Stored data:
· · · · · · ·
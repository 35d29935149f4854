/*!
 * Podwatch daemon - command line entry point
 */

use anyhow::{Context, Result};
use clap::Parser;
use podwatch::{
    config::DaemonConfig,
    error::{EXIT_FATAL, EXIT_SUCCESS},
    logging, Daemon,
};
use std::path::PathBuf;
use tracing::{error, info};

/// Fault lifecycle cache and superpod topology reconciliation daemon.
#[derive(Parser, Debug)]
#[command(name = "podwatch")]
#[command(author, version, about, long_about = None)]
struct Cli {
    /// Configuration file (TOML); defaults apply when omitted
    #[arg(short, long, value_name = "FILE", env = "PODWATCH_CONFIG")]
    config: Option<PathBuf>,

    /// Enable debug logging
    #[arg(short, long)]
    debug: bool,

    /// Override the HTTP ingress bind address
    #[arg(short, long, value_name = "ADDR")]
    bind: Option<String>,

    /// Print the default configuration as TOML and exit
    #[arg(long)]
    print_default_config: bool,
}

fn load_config(cli: &Cli) -> Result<DaemonConfig> {
    let mut config = match &cli.config {
        Some(path) => DaemonConfig::from_file(path)
            .with_context(|| format!("Failed to load configuration from {}", path.display()))?,
        None => DaemonConfig::default(),
    };

    if cli.debug {
        config.log.verbose = true;
    }
    if let Some(bind) = &cli.bind {
        config.api.bind = bind.clone();
    }

    config.validate().context("Invalid configuration")?;
    Ok(config)
}

async fn run(cli: Cli) -> Result<()> {
    if cli.print_default_config {
        print!("{}", DaemonConfig::default().to_toml()?);
        return Ok(());
    }

    let config = load_config(&cli)?;

    logging::init_logging(&config.log).context("Failed to initialize logging")?;

    let daemon = Daemon::build(config).context("Failed to build daemon")?;
    let cancel = daemon.cancellation_token();

    tokio::spawn(async move {
        match tokio::signal::ctrl_c().await {
            Ok(()) => info!("interrupt received, shutting down"),
            Err(e) => error!(error = %e, "failed to listen for interrupt, shutting down"),
        }
        cancel.cancel();
    });

    daemon.run().await.context("Daemon failed")?;
    Ok(())
}

#[tokio::main]
async fn main() {
    let cli = Cli::parse();

    let code = match run(cli).await {
        Ok(()) => EXIT_SUCCESS,
        Err(e) => {
            eprintln!("Error: {:#}", e);
            EXIT_FATAL
        }
    };

    std::process::exit(code);
}
//! Error types for the resilience primitives

use thiserror::Error;

/// Errors that can occur in resilience operations
#[derive(Debug, Error, Clone, PartialEq, Eq)]
pub enum ResilienceError {
    /// Token bucket has no permit available right now
    #[error("Rate limit exceeded, retry after cooldown")]
    RateLimitExceeded,

    /// Limiter was constructed with an unusable quota
    #[error("Invalid quota: {0}")]
    InvalidQuota(String),
}

impl ResilienceError {
    /// Check if this error is transient and can be retried
    pub fn is_transient(&self) -> bool {
        matches!(self, ResilienceError::RateLimitExceeded)
    }
}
· · · · · · ·
Action item: Write out the records once more, precisely as they stand.

Response box:
repository 35d29935149f4854
/*!
 * Podwatch daemon - command line entry point
 */

use anyhow::{Context, Result};
use clap::Parser;
use podwatch::{
    config::DaemonConfig,
    error::{EXIT_FATAL, EXIT_SUCCESS},
    logging, Daemon,
};
use std::path::PathBuf;
use tracing::{error, info};

/// Fault lifecycle cache and superpod topology reconciliation daemon.
#[derive(Parser, Debug)]
#[command(name = "podwatch")]
#[command(author, version, about, long_about = None)]
struct Cli {
    /// Configuration file (TOML); defaults apply when omitted
    #[arg(short, long, value_name = "FILE", env = "PODWATCH_CONFIG")]
    config: Option<PathBuf>,

    /// Enable debug logging
    #[arg(short, long)]
    debug: bool,

    /// Override the HTTP ingress bind address
    #[arg(short, long, value_name = "ADDR")]
    bind: Option<String>,

    /// Print the default configuration as TOML and exit
    #[arg(long)]
    print_default_config: bool,
}

fn load_config(cli: &Cli) -> Result<DaemonConfig> {
    let mut config = match &cli.config {
        Some(path) => DaemonConfig::from_file(path)
            .with_context(|| format!("Failed to load configuration from {}", path.display()))?,
        None => DaemonConfig::default(),
    };

    if cli.debug {
        config.log.verbose = true;
    }
    if let Some(bind) = &cli.bind {
        config.api.bind = bind.clone();
    }

    config.validate().context("Invalid configuration")?;
    Ok(config)
}

async fn run(cli: Cli) -> Result<()> {
    if cli.print_default_config {
        print!("{}", DaemonConfig::default().to_toml()?);
        return Ok(());
    }

    let config = load_config(&cli)?;

    logging::init_logging(&config.log).context("Failed to initialize logging")?;

    let daemon = Daemon::build(config).context("Failed to build daemon")?;
    let cancel = daemon.cancellation_token();

    tokio::spawn(async move {
        match tokio::signal::ctrl_c().await {
            Ok(()) => info!("interrupt received, shutting down"),
            Err(e) => error!(error = %e, "failed to listen for interrupt, shutting down"),
        }
        cancel.cancel();
    });

    daemon.run().await.context("Daemon failed")?;
    Ok(())
}

#[tokio::main]
async fn main() {
    let cli = Cli::parse();

    let code = match run(cli).await {
        Ok(()) => EXIT_SUCCESS,
        Err(e) => {
            eprintln!("Error: {:#}", e);
            EXIT_FATAL
        }
    };

    std::process::exit(code);
}
//! Error types for the resilience primitives

use thiserror::Error;

/// Errors that can occur in resilience operations
#[derive(Debug, Error, Clone, PartialEq, Eq)]
pub enum ResilienceError {
    /// Token bucket has no permit available right now
    #[error("Rate limit exceeded, retry after cooldown")]
    RateLimitExceeded,

    /// Limiter was constructed with an unusable quota
    #[error("Invalid quota: {0}")]
    InvalidQuota(String),
}

impl ResilienceError {
    /// Check if this error is transient and can be retried
    pub fn is_transient(&self) -> bool {
        matches!(self, ResilienceError::RateLimitExceeded)
    }
}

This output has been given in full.